We tend to have stereotypes associated with each genre. Fantasy works have knights and magic and wizards and White people . Science fiction works have space ships and humanoid aliens and psychics and White people (with the occasional Black person or Asian person thrown in for diversity's sake). Horror has slutty hot White girls, the occasional Black man who lives on borrowed time with death watching the clock at the beginning of the movie, stupid White guys, and a virginal, blond-haired blue-eyed Final Girl. These are gross oversimplifications, but these are the common stereotypes. Sometimes they get subverted; for instance, the Final Girl dies second (Because the Black guy always dies first) or you'll run across a science fiction series that *gasp* doesn't include space ships, but at the end of the day, when someone thinks of these genres, those stereotypes are likely going to be the first things in their minds, even if they step back later and go "oh, but wait, I can think of a half-dozen exceptions..."
These stereotypes do not help, because they give the illusion of clearly defined boundaries between the genres. Even if one story after another has disabused readers of these notions, they persist. And the reason they persist is because of the codifiers of these genre conventions loom large in the popular imagination: for fantasy, it was Lord of the Rings. For science fiction, it was Star Trek. For horror it was likely Scream or, going back further, Friday the 13th. Never mind that they represent only one aspect of the supergenre: LotR being "epic fantasy" while Star Trek is "space opera" and Friday the 13th is a "slasher movie". These codifiers serve as clear markers as to where their genres stand; setting in stone the tropes of their genre.
And the further out from them you move, the more murky things become. If you add some conventional horror tropes to science fiction, you get things like Aliens and The Thing. If you add some existential horror tropes to fantasy literature with just a dash of science fiction, you get the works of Lovecraft, in particular, the Cthulhu Mythos. If you throw science fiction and fantasy together in the same room together, you get a bastard child that's a whole genre itself: science fantasy. This science fantasy genre includes it's own half-dozen or so subgenres, like "planetary romance," "pulp space opera" and the "dying planet" genre, among others. Examples include - Edgar Rice's Barsoom books, Star Wars and the D&D setting Dark Sun, for each genre (in order).
So, now that this is clear as mud, how does one go about telling science fiction, fantasy, and their derivatives?
Well, I have a very strict definition of science fiction that doesn't leave a lot of room. I'm a hard science fiction fan, and part of the reason for that is because you know what expect as a reader. I try keeping one step with reality as much as possible, and for my effort, reality has apparently decided to borrow some of my toys (for instance; the book I was describing above is one I've been working on since 2006. In that book I predicted the rise of the TEA Party, but they happened a bit ahead of time.
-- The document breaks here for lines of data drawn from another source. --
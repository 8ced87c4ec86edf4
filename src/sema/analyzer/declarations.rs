// src/sema/analyzer/declarations.rs
//
// Top-level declaration resolution: function prototypes, struct/enum field
// resolution with the infinite-size cycle guard, variable declarations,
// error values, C imports and function-body analysis.

use tracing::debug;

use crate::ast::{ContainerKind, NodeId, NodeKind, Symbol, VisibMod};
use crate::errors::SemanticError;
use crate::sema::compilation::Compilation;
use crate::sema::entities::{ErrorValue, FileId, FnEntry, FnId, Label, VarId, Variable};
use crate::sema::scope::ScopeId;
use crate::sema::types::{ContainerField, ContainerId, FnSig, TypeId, TypeIdVec, TypeKind};
// src/sema/analyzer/cast.rs
//
// Coercion and cast classification. Implicit coercions are reconciled in
// `resolve_type_compat`, which rewrites the node into a synthetic cast when
// one is needed. Explicit casts (a call whose callee is a type) select
// exactly one CastKind from the fixed set; the backend never re-decides.

use crate::ast::{CastKind, NodeId, NodeKind};
use crate::errors::SemanticError;
use crate::sema::compilation::Compilation;
use crate::sema::number::BigNum;
use crate::sema::scope::ScopeId;
use crate::sema::types::{TypeId, TypeKind};
use crate::sema::value::{ConstData, ConstValue};
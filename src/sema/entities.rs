// src/sema/entities.rs
//
// Arenas for the long-lived analysis records: compiled files, functions,
// variables, error values and labels. Everything is addressed by a Copy id
// so cyclic references stay cheap and cycle-guard state lives on the record.

use rustc_hash::FxHashMap;

use crate::ast::{NodeId, Symbol};
use crate::sema::scope::ScopeId;
use crate::sema::types::{ContainerId, TypeId};

#[derive(Debug, Clone, Copy, PartialEq, Eq, Hash)]
pub struct FileId(pub u32);

#[derive(Debug, Clone, Copy, PartialEq, Eq, Hash)]
pub struct FnId(pub u32);

#[derive(Debug, Clone, Copy, PartialEq, Eq, Hash)]
pub struct VarId(pub u32);

#[derive(Debug, Clone, Copy, PartialEq, Eq, Hash)]
pub struct ErrorId(pub u32);

#[derive(Debug, Clone, Copy, PartialEq, Eq, Hash)]
pub struct LabelId(pub u32);

/// One source file handed to the compilation, together with the per-file
/// tables the resolver fills in.
#[derive(Debug)]
pub struct FileEntry {
    pub path: String,
    pub source: String,
    pub line_offsets: Vec<usize>,
    /// Set once the parser has produced the file's root node.
    pub root: Option<NodeId>,
    pub scope: ScopeId,
    /// Files that import this one, with the import node for diagnostics.
    pub importers: Vec<(FileId, NodeId)>,
    pub fn_table: FxHashMap<Symbol, FnId>,
    /// Set when this file was synthesized from a C import.
    pub c_import_node: Option<NodeId>,
}

/// A function prototype (and optional definition) known to the compilation.
#[derive(Debug)]
pub struct FnEntry {
    pub proto_node: NodeId,
    pub def_node: Option<NodeId>,
    pub file: FileId,
    pub symbol_name: String,
    /// Function type; invalid until the prototype resolves.
    pub ty: TypeId,
    pub member_of: Option<ContainerId>,
    pub labels: FxHashMap<Symbol, LabelId>,
    pub is_extern: bool,
    pub is_inline: bool,
    pub internal_linkage: bool,
    /// Analysis failed in a way that prevents using this function.
    pub skip: bool,
    /// Every scope created inside the definition, in pre-order; the backend
    /// walks these.
    pub all_scopes: Vec<ScopeId>,
    /// Implicit return type of the body, recorded after analysis.
    pub implicit_return_type: Option<TypeId>,
}

#[derive(Debug)]
pub struct Variable {
    pub name: Symbol,
    pub ty: TypeId,
    pub is_const: bool,
    pub decl_node: NodeId,
    /// Parameter index when this variable is a function parameter.
    pub src_arg_index: Option<u32>,
}

#[derive(Debug)]
pub struct ErrorValue {
    pub name: Symbol,
    pub value: u32,
    pub decl_node: NodeId,
}

#[derive(Debug)]
pub struct Label {
    pub node: NodeId,
    pub used: bool,
    /// Whether control can fall through into the label from the statement
    /// above it; the backend needs this for block placement.
    pub entered_from_fallthrough: bool,
}

/// Arena storage for all entity records of one compilation.
#[derive(Debug, Default)]
pub struct Entities {
    pub files: Vec<FileEntry>,
    pub fns: Vec<FnEntry>,
    pub vars: Vec<Variable>,
    pub error_values: Vec<ErrorValue>,
    pub labels: Vec<Label>,
}

impl Entities {
    pub fn file(&self, id: FileId) -> &FileEntry {
        &self.files[id.0 as usize]
    }

    pub fn file_mut(&mut self, id: FileId) -> &mut FileEntry {
        &mut self.files[id.0 as usize]
    }

    pub fn add_fn(&mut self, entry: FnEntry) -> FnId {
        let id = FnId(self.fns.len() as u32);
        self.fns.push(entry);
        id
    }

    pub fn func(&self, id: FnId) -> &FnEntry {
        &self.fns[id.0 as usize]
    }

    pub fn func_mut(&mut self, id: FnId) -> &mut FnEntry {
        &mut self.fns[id.0 as usize]
    }

    pub fn add_var(&mut self, var: Variable) -> VarId {
        let id = VarId(self.vars.len() as u32);
        self.vars.push(var);
        id
    }

    pub fn var(&self, id: VarId) -> &Variable {
        &self.vars[id.0 as usize]
    }

    pub fn var_mut(&mut self, id: VarId) -> &mut Variable {
        &mut self.vars[id.0 as usize]
    }

    pub fn add_error_value(&mut self, err: ErrorValue) -> ErrorId {
        let id = ErrorId(self.error_values.len() as u32);
        self.error_values.push(err);
        id
    }

    pub fn error_value(&self, id: ErrorId) -> &ErrorValue {
        &self.error_values[id.0 as usize]
    }

    pub fn add_label(&mut self, label: Label) -> LabelId {
        let id = LabelId(self.labels.len() as u32);
        self.labels.push(label);
        id
    }

    pub fn label(&self, id: LabelId) -> &Label {
        &self.labels[id.0 as usize]
    }

    pub fn label_mut(&mut self, id: LabelId) -> &mut Label {
        &mut self.labels[id.0 as usize]
    }
}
The military also felt it necessary to steal my idea for reactive smart-gel armor - which according to my friend they've been working on for a while. I don't believe him. I think they have mind reading devices. Hang on, I gotta get my tinfoil hat). Thus, my definition of science fiction is definitely skewed towards the "hard" end - I have little tolerance for "science fantasy," which to me is basically fantasy. Star Trek relies on magic as much as Lord of the Rings does, if not more so, because in LotR, magic wasn't a plot device.
I will give a lot in the name of appeasing my Einstein worship. This means no FTL travel, unless we're talking something like a wormhole. FTL communications, on the other hand, may be a different matter. Neutrinos are sly, speedy little devils, that's for sure. Now, I've seen it done fairly well - for instance, Mass Effect's network that enabled FTL by giving the ships negative mass was really ingenious and really cool. I don't really appreciate humanoid aliens, but that's only because I believe in the future transhumans will be the humanoid aliens.
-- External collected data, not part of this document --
// src/sema/analyzer/call.rs
//
// Call analysis. A call expression is one of: an explicit cast (callee is a
// type), a builtin call, a method call through a container's method table,
// an ordinary function call, or a call through a function pointer.

use crate::ast::{NodeId, NodeKind};
use crate::errors::SemanticError;
use crate::sema::compilation::Compilation;
use crate::sema::entities::FnId;
use crate::sema::scope::ScopeId;
use crate::sema::types::{TypeId, TypeKind};

impl Compilation {
    pub(super) fn analyze_fn_call_expr(
        &mut self,
        scope: ScopeId,
        expected: Option<TypeId>,
        node: NodeId,
    ) -> TypeId {
        let NodeKind::Call {
            callee,
            args,
            is_builtin,
        } = self.ast.node(node).kind.clone()
        else {
            unreachable!()
        };

        if is_builtin {
            return self.analyze_builtin_call(scope, expected, node);
        }

        // Method-style call: the callee is a field access.
        if let NodeKind::FieldAccess { object, field } = self.ast.node(callee).kind.clone() {
            self.ast.ann_mut(callee).scope = Some(scope);
            let object_type = self.analyze_expression(scope, None, object);

            if let Some(container) = self.bare_struct_container(object_type) {
                let method = self.types.container(container).methods.get(&field).copied();
                return match method {
                    Some(fn_id) => {
                        self.ast.ann_mut(callee).resolved_fn = Some(fn_id);
                        self.analyze_fn_call_raw(scope, node, fn_id, true, &args)
                    }
                    None => {
                        self.add_error(
                            SemanticError::NoFunctionNamed {
                                name: self.sym_name(field),
                                ty: self.type_name(object_type),
                            },
                            callee,
                        );
                        // Still analyze the arguments, without expectations.
                        for arg in args {
                            self.analyze_expression(scope, None, arg);
                        }
                        TypeId::INVALID
                    }
                };
            }
            if object_type.is_invalid() {
                return object_type;
            }
            if matches!(self.types.kind(object_type), TypeKind::MetaType) {
                let target = self.resolve_type_from_node(object);
                if target.is_invalid() {
                    return TypeId::INVALID;
                }
                if matches!(self.types.kind(target), TypeKind::Enum(_)) {
                    if args.len() > 1 {
                        let report = self.first_executing_node(args[1]);
                        self.add_error(SemanticError::EnumValueParamCount, report);
                        return target;
                    }
                    return self.analyze_enum_value_expr(
                        scope,
                        callee,
                        args.first().copied(),
                        target,
                        field,
                    );
                }
                self.add_error(SemanticError::MemberRefBaseNotContainer, object);
                return TypeId::INVALID;
            }
            self.add_error(SemanticError::MemberRefBaseNotContainer, object);
            return TypeId::INVALID;
        }

        let invoke_type = self.analyze_expression(scope, None, callee);
        if invoke_type.is_invalid() {
            return TypeId::INVALID;
        }

        // A constant callee is either a type (cast) or a known function.
        let callee_const = self.ast.const_val(callee).clone();
        if callee_const.ok {
            if matches!(self.types.kind(invoke_type), TypeKind::MetaType) {
                return self.analyze_cast_call(scope, node);
            }
            if let Some(fn_id) = callee_const.as_fn() {
                return self.analyze_fn_call_raw(scope, node, fn_id, false, &args);
            }
            self.add_error(
                SemanticError::NotAFunction {
                    ty: self.type_name(invoke_type),
                },
                callee,
            );
            return TypeId::INVALID;
        }

        // Function pointer.
        match self.types.fn_sig(invoke_type) {
            Some(sig) => {
                let return_type = sig.return_type;
                for (i, arg) in args.iter().enumerate() {
                    let expected_param = self
                        .types
                        .fn_sig(invoke_type)
                        .and_then(|sig| sig.params.get(i).copied())
                        .filter(|t| !t.is_invalid());
                    self.analyze_expression(scope, expected_param, *arg);
                }
                return_type
            }
            None => {
                self.add_error(
                    SemanticError::NotAFunction {
                        ty: self.type_name(invoke_type),
                    },
                    callee,
                );
                TypeId::INVALID
            }
        }
    }

    /// Analyze a call to a known function. For a method call the object
    /// expression is already analyzed and becomes the implicit first
    /// argument.
    fn analyze_fn_call_raw(
        &mut self,
        scope: ScopeId,
        node: NodeId,
        fn_id: FnId,
        has_self: bool,
        args: &[NodeId],
    ) -> TypeId {
        self.ast.ann_mut(node).resolved_fn = Some(fn_id);
        let fn_ty = self.entities.func(fn_id).ty;
        let Some(sig) = self.types.fn_sig(fn_ty).cloned() else {
            // The prototype failed to resolve; arguments still get a pass.
            for arg in args {
                self.analyze_expression(scope, None, *arg);
            }
            return TypeId::INVALID;
        };

        let self_offset = has_self as usize;
        let expected_count = sig.params.len();
        let actual_count = args.len() + self_offset;
        if sig.is_var_args {
            if actual_count < expected_count {
                self.add_error(
                    SemanticError::WrongArgCountAtLeast {
                        expected: expected_count,
                        found: actual_count,
                    },
                    node,
                );
            }
        } else if expected_count != actual_count {
            self.add_error(
                SemanticError::WrongArgCount {
                    expected: expected_count,
                    found: actual_count,
                },
                node,
            );
        }

        for (i, arg) in args.iter().enumerate() {
            let expected_param = sig
                .params
                .get(i + self_offset)
                .copied()
                .filter(|t| !t.is_invalid());
            self.analyze_expression(scope, expected_param, *arg);
        }

        let return_type = sig.return_type;
        if return_type.is_invalid() {
            return return_type;
        }
        if self.types.handle_is_ptr(return_type) {
            // The aggregate return value needs stack storage at the call
            // site.
            self.scopes.get_mut(scope).stack_value_nodes.push(node);
        }
        return_type
    }
}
Now, what I've done here is just divided Hard Science fiction from the rest. It's a bit easier - sometimes - to define them. But sometimes it's not. When magic appears in hard science fiction, it's justified as sufficiently advanced aliens. Which, given some of the potential post-singularity technologies that I've seen, is very plausible. After all, using attotech and zeptotech to manipulate matter at a level below even the most basic states of matter will give any post-singularity race the potential of being god-like, and will certainly look like magic to us. How is this different, other than the justification, than when magic appears in, say, Star Wars, masquerading under the name of "the Force?"
This is what's at the heart of the matter. If you split it up into just two opposing categories - science fiction and fantasy, while overlooking horror, we have two sides of the same coin. They use the same elements, the same tools, and the same features, just in different ways. It's like the god Janus - it's two headed. And also like the god Janus, science fiction/fantasy have a face looking in each direction.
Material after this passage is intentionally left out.